→ Records from a collection:
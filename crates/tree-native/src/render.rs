use crate::geometry::{self, Mesh, Vertex};
use tree_core::constants::*;
use tree_core::{
    check_instance_count, pot_instance, Camera, Category, FoliageInstance, OrnamentInstance, Scene,
    SceneUniforms,
};
use wgpu::util::DeviceExt;

const DEPTH_FORMAT: wgpu::TextureFormat = wgpu::TextureFormat::Depth32Float;

// Soft glow: colour added on top of what is already there.
const ADDITIVE: wgpu::BlendState = wgpu::BlendState {
    color: wgpu::BlendComponent {
        src_factor: wgpu::BlendFactor::SrcAlpha,
        dst_factor: wgpu::BlendFactor::One,
        operation: wgpu::BlendOperation::Add,
    },
    alpha: wgpu::BlendComponent {
        src_factor: wgpu::BlendFactor::Zero,
        dst_factor: wgpu::BlendFactor::One,
        operation: wgpu::BlendOperation::Add,
    },
};

const ORNAMENT_INSTANCE_ATTRS: [wgpu::VertexAttribute; 5] = wgpu::vertex_attr_array![
    2 => Float32x4,
    3 => Float32x4,
    4 => Float32x4,
    5 => Float32x4,
    6 => Float32x4,
];

const MESH_VERTEX_ATTRS: [wgpu::VertexAttribute; 2] =
    wgpu::vertex_attr_array![0 => Float32x3, 1 => Float32x3];

struct MeshBuffers {
    vb: wgpu::Buffer,
    ib: wgpu::Buffer,
    index_count: u32,
}

impl MeshBuffers {
    fn upload(device: &wgpu::Device, label: &str, mesh: &Mesh) -> Self {
        let vb = device.create_buffer_init(&wgpu::util::BufferInitDescriptor {
            label: Some(label),
            contents: bytemuck::cast_slice(&mesh.vertices),
            usage: wgpu::BufferUsages::VERTEX,
        });
        let ib = device.create_buffer_init(&wgpu::util::BufferInitDescriptor {
            label: Some(label),
            contents: bytemuck::cast_slice(&mesh.indices),
            usage: wgpu::BufferUsages::INDEX,
        });
        Self {
            vb,
            ib,
            index_count: mesh.indices.len() as u32,
        }
    }
}

/// GPU side of one ornament category: its mesh and a fixed-size instance buffer.
struct OrnamentBatch {
    category: Category,
    mesh: MeshBuffers,
    instance_vb: wgpu::Buffer,
    capacity: usize,
}

pub struct GpuState<'w> {
    pub window: &'w winit::window::Window,
    surface: wgpu::Surface<'w>,
    device: wgpu::Device,
    queue: wgpu::Queue,
    config: wgpu::SurfaceConfiguration,
    depth_view: wgpu::TextureView,
    uniform_buffer: wgpu::Buffer,
    bind_group: wgpu::BindGroup,
    foliage_pipeline: wgpu::RenderPipeline,
    quad_vb: wgpu::Buffer,
    foliage_vb: wgpu::Buffer,
    foliage_capacity: usize,
    lit_pipeline: wgpu::RenderPipeline,
    unlit_pipeline: wgpu::RenderPipeline,
    batches: Vec<OrnamentBatch>,
    pot_mesh: MeshBuffers,
    pot_vb: wgpu::Buffer,
    clear_color: wgpu::Color,
}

→ What to produce:
Your reply should consist of the records, copied exactly.

→ Your solution:
filename crates/tree-native/src/render.rs
use crate::geometry::{self, Mesh, Vertex};
use tree_core::constants::*;
use tree_core::{
    check_instance_count, pot_instance, Camera, Category, FoliageInstance, OrnamentInstance, Scene,
    SceneUniforms,
};
use wgpu::util::DeviceExt;

const DEPTH_FORMAT: wgpu::TextureFormat = wgpu::TextureFormat::Depth32Float;

// Soft glow: colour added on top of what is already there.
const ADDITIVE: wgpu::BlendState = wgpu::BlendState {
    color: wgpu::BlendComponent {
        src_factor: wgpu::BlendFactor::SrcAlpha,
        dst_factor: wgpu::BlendFactor::One,
        operation: wgpu::BlendOperation::Add,
    },
    alpha: wgpu::BlendComponent {
        src_factor: wgpu::BlendFactor::Zero,
        dst_factor: wgpu::BlendFactor::One,
        operation: wgpu::BlendOperation::Add,
    },
};

const ORNAMENT_INSTANCE_ATTRS: [wgpu::VertexAttribute; 5] = wgpu::vertex_attr_array![
    2 => Float32x4,
    3 => Float32x4,
    4 => Float32x4,
    5 => Float32x4,
    6 => Float32x4,
];

const MESH_VERTEX_ATTRS: [wgpu::VertexAttribute; 2] =
    wgpu::vertex_attr_array![0 => Float32x3, 1 => Float32x3];

struct MeshBuffers {
    vb: wgpu::Buffer,
    ib: wgpu::Buffer,
    index_count: u32,
}

impl MeshBuffers {
    fn upload(device: &wgpu::Device, label: &str, mesh: &Mesh) -> Self {
        let vb = device.create_buffer_init(&wgpu::util::BufferInitDescriptor {
            label: Some(label),
            contents: bytemuck::cast_slice(&mesh.vertices),
            usage: wgpu::BufferUsages::VERTEX,
        });
        let ib = device.create_buffer_init(&wgpu::util::BufferInitDescriptor {
            label: Some(label),
            contents: bytemuck::cast_slice(&mesh.indices),
            usage: wgpu::BufferUsages::INDEX,
        });
        Self {
            vb,
            ib,
            index_count: mesh.indices.len() as u32,
        }
    }
}

/// GPU side of one ornament category: its mesh and a fixed-size instance buffer.
struct OrnamentBatch {
    category: Category,
    mesh: MeshBuffers,
    instance_vb: wgpu::Buffer,
    capacity: usize,
}

pub struct GpuState<'w> {
    pub window: &'w winit::window::Window,
    surface: wgpu::Surface<'w>,
    device: wgpu::Device,
    queue: wgpu::Queue,
    config: wgpu::SurfaceConfiguration,
    depth_view: wgpu::TextureView,
    uniform_buffer: wgpu::Buffer,
    bind_group: wgpu::BindGroup,
    foliage_pipeline: wgpu::RenderPipeline,
    quad_vb: wgpu::Buffer,
    foliage_vb: wgpu::Buffer,
    foliage_capacity: usize,
    lit_pipeline: wgpu::RenderPipeline,
    unlit_pipeline: wgpu::RenderPipeline,
    batches: Vec<OrnamentBatch>,
    pot_mesh: MeshBuffers,
    pot_vb: wgpu::Buffer,
    clear_color: wgpu::Color,
}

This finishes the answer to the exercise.